The Fall of Arthur
About all the World are the Ilurambar, or Walls of the World. They are as ice and glass and steel, being above all imagination of the Children of Earth cold, transparent, and hard. They cannot be seen, nor can they be passed, save by the Door of Night.
Within these Walls the Earth is globed: above, below, and upon all sides is Vaiya, the Enfolding Ocean.
In the midst of Valinor is Ando Lómen, the Door of Timeless Night that pierceth the Walls and opens upon the Void. For the World is set amid Kúma, the Void, the Night without form or time. But none can pass the chasm and the belt of Vaiya and come to that Door, save the great Valar only. And they made that Door when Melko [Morgoth] was overcome and put forth into the Outer Dark; and it is guarded by Eärendel.
I have of course set out here all these passages, chosen from an immense body of writing, not for their own intrinsic significance, but to reinforce the remarkable nature of my father’s deliberate and substantial evocation of a cardinal myth of his own ‘world’, the great voyage of Eärendel to Valinor, in relation to Sir Lancelot of Arthurian legend – to whom, indeed, he was now ascribing a great voyage across the western ocean.25
It will be observed that in these lines of the ‘Eärendel passage’ (see here) the only name that does not derive from the ‘Silmarillion’ narratives is the hills of Avalon. Comparing the description of the voyage of Eärendel and Elwing in the quotation from The Quenta given on see here, where after the passage of the Shadowy Seas and the Magic Isles ‘they looked upon the Lonely Isle and they tarried not there’, it seems at least very probable that ‘Avalon’ here bears the meaning ‘Tol Eressëa’, as in the texts of the 1930s cited on see here. If this is so, then where my father wrote in a ‘Silmarillion’ context that Tol Eressëa was renamed Avallon, he also wrote Avalon for Tol Eressëa in an Arthurian context.

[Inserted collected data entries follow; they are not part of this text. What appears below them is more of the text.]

//! Configuration management for Plurboost
//!
//! Rules are configured as named tag groups plus user groups that reference
//! them. A user group expands into one rule per listed user:
//!
//! ```toml
//! [mastodon]
//! instance = "mastodon.social"
//! token_file = "~/.config/plurboost/mastodon.token"
//!
//! [monitor]
//! batch_size = 40
//! idle_delay = "60s"
//!
//! [[tag_groups]]
//! group = "launches"
//! tags = "launch, release"
//!
//! [[user_groups]]
//! users = "alice bob@fosstodon.org"
//! like = true
//! retweet = false
//! tag_group = "launches"
//! ```

use serde::{Deserialize, Serialize};
use std::collections::HashMap;
use std::path::{Path, PathBuf};
use std::time::Duration;

use crate::error::{ConfigError, Result};
use crate::rules::{RawRule, RuleTable};

/// Separators accepted in user and tag lists
const LIST_DELIMITERS: [char; 4] = [' ', ',', ';', '\t'];

/// Mastodon never returns more than 40 statuses per page. A larger request
/// would always look like a short page and end every backlog drain early.
pub const MAX_BATCH_SIZE: u32 = 40;

#[derive(Debug, Clone, Serialize, Deserialize)]
pub struct Config {
    pub mastodon: MastodonConfig,
    #[serde(default)]
    pub monitor: MonitorSettings,
    #[serde(default)]
    pub tag_groups: Vec<TagGroup>,
    #[serde(default)]
    pub user_groups: Vec<UserGroup>,
}

#[derive(Debug, Clone, Serialize, Deserialize)]
pub struct MastodonConfig {
    pub instance: String,
    pub token_file: String,
}

#[derive(Debug, Clone, Serialize, Deserialize)]
pub struct MonitorSettings {
    /// Posts requested per fetch
    #[serde(default = "default_batch_size")]
    pub batch_size: u32,
    /// Sleep between rounds once the backlog is drained (humantime, e.g. "90s")
    #[serde(default = "default_idle_delay")]
    pub idle_delay: String,
}

impl Default for MonitorSettings {
    fn default() -> Self {
        Self {
            batch_size: default_batch_size(),
            idle_delay: default_idle_delay(),
        }
    }
}

fn default_batch_size() -> u32 {
    MAX_BATCH_SIZE
}

fn default_idle_delay() -> String {
    "60s".to_string()
}

/// Named list of hashtags
#[derive(Debug, Clone, Serialize, Deserialize)]
pub struct TagGroup {
    pub group: String,
    pub tags: String,
}

/// Users sharing the same engagement policy
#[derive(Debug, Clone, Serialize, Deserialize)]
pub struct UserGroup {
    pub users: String,
    #[serde(default)]
    pub like: bool,
    #[serde(default)]
    pub retweet: bool,
    /// Restrict the group to posts carrying one of these tags
    pub tag_group: Option<String>,
}

/// Fully resolved inputs of the poll loop
#[derive(Debug, Clone)]
pub struct MonitorConfig {
    pub rules: RuleTable,
    pub page_size: u32,
    pub idle_delay: Duration,
}

impl Config {
    /// Load configuration from the default location
    pub fn load() -> Result<Self> {
        let config_path = resolve_config_path()?;
        Self::load_from_path(&config_path)
    }

    /// Load configuration from a specific path
    pub fn load_from_path(path: &Path) -> Result<Self> {
        let content = std::fs::read_to_string(path).map_err(ConfigError::ReadError)?;
        Self::parse(&content)
    }

    /// Parse configuration from TOML text
    pub fn parse(content: &str) -> Result<Self> {
        let config: Config = toml::from_str(content).map_err(ConfigError::ParseError)?;
        Ok(config)
    }

    /// Expand tag and user groups into rules and validate monitor settings
    pub fn monitor_config(&self) -> Result<MonitorConfig> {
        let page_size = self.monitor.batch_size;
        if !(1..=MAX_BATCH_SIZE).contains(&page_size) {
            return Err(ConfigError::InvalidValue {
                field: "monitor.batch_size".to_string(),
                reason: format!("must be between 1 and {}, got {}", MAX_BATCH_SIZE, page_size),
            }
            .into());
        }

        let idle_delay = humantime::parse_duration(self.monitor.idle_delay.trim()).map_err(|e| {
            ConfigError::InvalidValue {
                field: "monitor.idle_delay".to_string(),
                reason: e.to_string(),
            }
        })?;

        let rules = RuleTable::build(self.raw_rules()?)?;

        Ok(MonitorConfig {
            rules,
            page_size,
            idle_delay,
        })
    }

    fn raw_rules(&self) -> std::result::Result<Vec<RawRule>, ConfigError> {
        let mut tag_groups: HashMap<&str, Vec<String>> = HashMap::new();
        for tag_group in &self.tag_groups {
            let name = tag_group.group.trim();
            if name.is_empty() {
                return Err(ConfigError::MissingField("tag_groups.group".to_string()));
            }
            if tag_groups
                .insert(name, split_list(&tag_group.tags))
                .is_some()
            {
                return Err(ConfigError::DuplicateTagGroup(name.to_string()));
            }
        }

        let mut rules = Vec::new();
        for user_group in &self.user_groups {
            let hashtags = match user_group.tag_group.as_deref().map(str::trim) {
                Some(name) => tag_groups
                    .get(name)
                    .cloned()
                    .ok_or_else(|| ConfigError::UnknownTagGroup(name.to_string()))?,
                None => Vec::new(),
            };

            let users = split_list(&user_group.users);
            if users.is_empty() {
                return Err(ConfigError::MissingField("user_groups.users".to_string()));
            }

            rules.extend(users.into_iter().map(|user| {
                RawRule::new(user, user_group.like, user_group.retweet)
                    .with_hashtags(hashtags.iter().cloned())
            }));
        }

        Ok(rules)
    }
}

/// Split a user or tag list on spaces, commas, semicolons and tabs
pub fn split_list(value: &str) -> Vec<String> {
    value
        .split(LIST_DELIMITERS)
        .filter(|item| !item.is_empty())
        .map(str::to_string)
        .collect()
}

/// Resolve the configuration file path following XDG Base Directory spec
pub fn resolve_config_path() -> Result<PathBuf> {
    if let Ok(path) = std::env::var("PLURBOOST_CONFIG") {
        return Ok(PathBuf::from(shellexpand::tilde(&path).to_string()));
    }

    let config_dir = dirs::config_dir()
        .ok_or_else(|| ConfigError::MissingField("config directory".to_string()))?;

    Ok(config_dir.join("plurboost").join("config.toml"))
}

It may be thought that the ‘Eärendel verses’ show no more than a large parallel between two great westward voyages. But the second poem, in the first phase of composition and extraordinarily difficult to read (and with two most unfortunate illegibilities), found among these papers26 and given on see here, introduces much more extraordinary associations.
These verses open with the reflection that while Gawain’s grave lies ‘by the sounding sea, where the sun westers’ there are no burial mounds of Lancelot or Guinevere, and ‘no mound hath Arthur in mortal land’ – and the verses that follow concern Arthur: but they are very closely similar, or nearly identical, to the concluding lines of the ‘Eärendel verses’. It is not immediately obvious which of these two ‘poems’, for convenience here called Eärendel’s Quest and Arthur’s Grave, preceded the other. It might seem that the much more finished form, in typescript, of Eärendel’s Quest suggests that it is the later; but the fact that the names closely associated with the Eärendel legend accompany the figure of Eärendel in that poem, whereas in Arthur’s Grave those names are associated with King Arthur, seems to me a stronger argument that Arthur’s Grave followed Eärendel’s Quest.

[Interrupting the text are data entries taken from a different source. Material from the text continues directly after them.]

//! Backlog pagination tests against a simulated home timeline
//!
//! These tests drive a full monitor over a scripted timeline and check that
//! every post is delivered exactly once, including while new posts keep
//! arriving in the middle of a drain.

use std::time::Duration;

use anyhow::Result;
use libplurboost::platforms::mock::{RecordingDispatcher, ScriptedTimeline};
use libplurboost::types::Post;
use libplurboost::{BatchProgress, Monitor, MonitorConfig, RawRule, RuleTable};

type TestMonitor = Monitor<ScriptedTimeline, RecordingDispatcher>;

/// Monitor that likes every post by "dave", so likes mirror deliveries
fn like_everything(
    page_size: u32,
    timeline: &ScriptedTimeline,
    dispatcher: &RecordingDispatcher,
) -> Result<TestMonitor> {
    let config = MonitorConfig {
        rules: RuleTable::build(vec![RawRule::new("dave", true, false)])?,
        page_size,
        idle_delay: Duration::from_secs(60),
    };
    Ok(Monitor::new(config, timeline.clone(), dispatcher.clone()))
}

/// Run rounds until one reports a drained backlog
async fn drain(monitor: &mut TestMonitor) -> Result<usize> {
    let mut rounds = 0;
    loop {
        rounds += 1;
        let report = monitor.run_round().await?;
        if report.progress == BatchProgress::Drained {
            return Ok(rounds);
        }
    }
}

fn sorted(mut ids: Vec<u64>) -> Vec<u64> {
    ids.sort_unstable();
    ids
}

#[tokio::test]
async fn test_backlog_is_delivered_without_gaps() -> Result<()> {
    let timeline = ScriptedTimeline::with_ids("dave", 1..=10);
    let dispatcher = RecordingDispatcher::new();
    let mut monitor = like_everything(3, &timeline, &dispatcher)?;

    let rounds = drain(&mut monitor).await?;

    assert_eq!(rounds, 4);
    assert_eq!(dispatcher.likes(), (1..=10).rev().collect::<Vec<_>>());
    Ok(())
}

#[tokio::test]
async fn test_exact_multiple_of_page_size_ends_with_empty_page() -> Result<()> {
    let timeline = ScriptedTimeline::with_ids("dave", 1..=6);
    let dispatcher = RecordingDispatcher::new();
    let mut monitor = like_everything(3, &timeline, &dispatcher)?;

    let rounds = drain(&mut monitor).await?;

    assert_eq!(rounds, 3);
    assert_eq!(sorted(dispatcher.likes()), (1..=6).collect::<Vec<_>>());
    assert_eq!(monitor.cursor().lowest_seen_id(), None);
    Ok(())
}

#[tokio::test]
async fn test_drained_cursor_polls_forward_only() -> Result<()> {
    let timeline = ScriptedTimeline::with_ids("dave", 1..=4);
    let dispatcher = RecordingDispatcher::new();
    let mut monitor = like_everything(10, &timeline, &dispatcher)?;

    drain(&mut monitor).await?;
    let window = monitor.cursor().next_fetch_window();
    assert_eq!(window.max_id, None);
    assert_eq!(window.since_id, Some(4));

    // Nothing new: the same window again, and nothing re-delivered
    let report = monitor.run_round().await?;
    assert_eq!(report.fetched, 0);
    assert_eq!(dispatcher.likes().len(), 4);
    Ok(())
}

#[tokio::test]
async fn test_new_posts_between_rounds_are_delivered_once() -> Result<()> {
    let timeline = ScriptedTimeline::with_ids("dave", 1..=10);
    let dispatcher = RecordingDispatcher::new();
    let mut monitor = like_everything(3, &timeline, &dispatcher)?;
    drain(&mut monitor).await?;

    timeline.extend((11..=15).map(|id| Post::new(id, "dave")));
    drain(&mut monitor).await?;

    assert_eq!(sorted(dispatcher.likes()), (1..=15).collect::<Vec<_>>());
    assert_eq!(monitor.cursor().next_fetch_window().since_id, Some(15));
    Ok(())
}

#[tokio::test]
async fn test_posts_arriving_mid_drain_are_not_skipped() -> Result<()> {
    let timeline = ScriptedTimeline::with_ids("dave", 1..=2);
    let dispatcher = RecordingDispatcher::new();
    let mut monitor = like_everything(3, &timeline, &dispatcher)?;
    drain(&mut monitor).await?;

    // Backlog of 8 builds up; first page of the drain covers 10, 9, 8
    timeline.extend((3..=10).map(|id| Post::new(id, "dave")));
    let first = monitor.run_round().await?;
    assert_eq!(first.progress, BatchProgress::Continuing);

    // More activity while the drain is still paging backward
    timeline.extend((11..=12).map(|id| Post::new(id, "dave")));
    drain(&mut monitor).await?;

    // The drain stayed above the old floor and below its own first page
    let windows = timeline.windows();
    assert!(windows
        .iter()
        .filter(|w| w.max_id.is_some())
        .all(|w| w.since_id == Some(2)));

    // Forward poll picks up the mid-drain arrivals
    drain(&mut monitor).await?;

    assert_eq!(sorted(dispatcher.likes()), (1..=12).collect::<Vec<_>>());
    Ok(())
}

#[tokio::test]
async fn test_fetch_error_mid_drain_retries_same_window() -> Result<()> {
    let timeline = ScriptedTimeline::with_ids("dave", 1..=9);
    let dispatcher = RecordingDispatcher::new();
    let mut monitor = like_everything(3, &timeline, &dispatcher)?;

    monitor.run_round().await?;
    timeline.queue_error(libplurboost::error::FetchError::Network(
        "connection reset".to_string(),
    ));
    assert!(monitor.run_round().await.is_err());
    drain(&mut monitor).await?;

    let windows = timeline.windows();
    assert_eq!(windows[1], windows[2]);
    assert_eq!(sorted(dispatcher.likes()), (1..=9).collect::<Vec<_>>());
    Ok(())
}

#[tokio::test]
async fn test_unreadable_status_does_not_end_drain_early() -> Result<()> {
    let timeline = ScriptedTimeline::with_ids("dave", 1..=7);
    let dispatcher = RecordingDispatcher::new();
    let mut monitor = like_everything(3, &timeline, &dispatcher)?;

    // Server returned 10, 9 and 8, but 9 could not be read
    timeline.queue_partial_page(vec![Post::new(10, "dave"), Post::new(8, "dave")], 3);
    let first = monitor.run_round().await?;
    assert_eq!(first.progress, BatchProgress::Continuing);
    assert_eq!(first.fetched, 2);

    drain(&mut monitor).await?;

    let mut expected: Vec<u64> = (1..=8).collect();
    expected.push(10);
    assert_eq!(sorted(dispatcher.likes()), expected);
    Ok(())
}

It is said at the end of Arthur’s Grave that Arthur ‘bides’ (changed from ‘sleeps’) in Avalon, while the Bay of Faëry becomes the Bay of Avalon. On the face of it, Arthur’s living presence ‘in Avalon’ suggests that the name is here used in the familiar Arthurian sense of the island to which Arthur was taken to be healed by Morgan La Fée; but its appearance in the context of ‘Silmarillion’ names seems also to indicate that it was Tol Eressëa.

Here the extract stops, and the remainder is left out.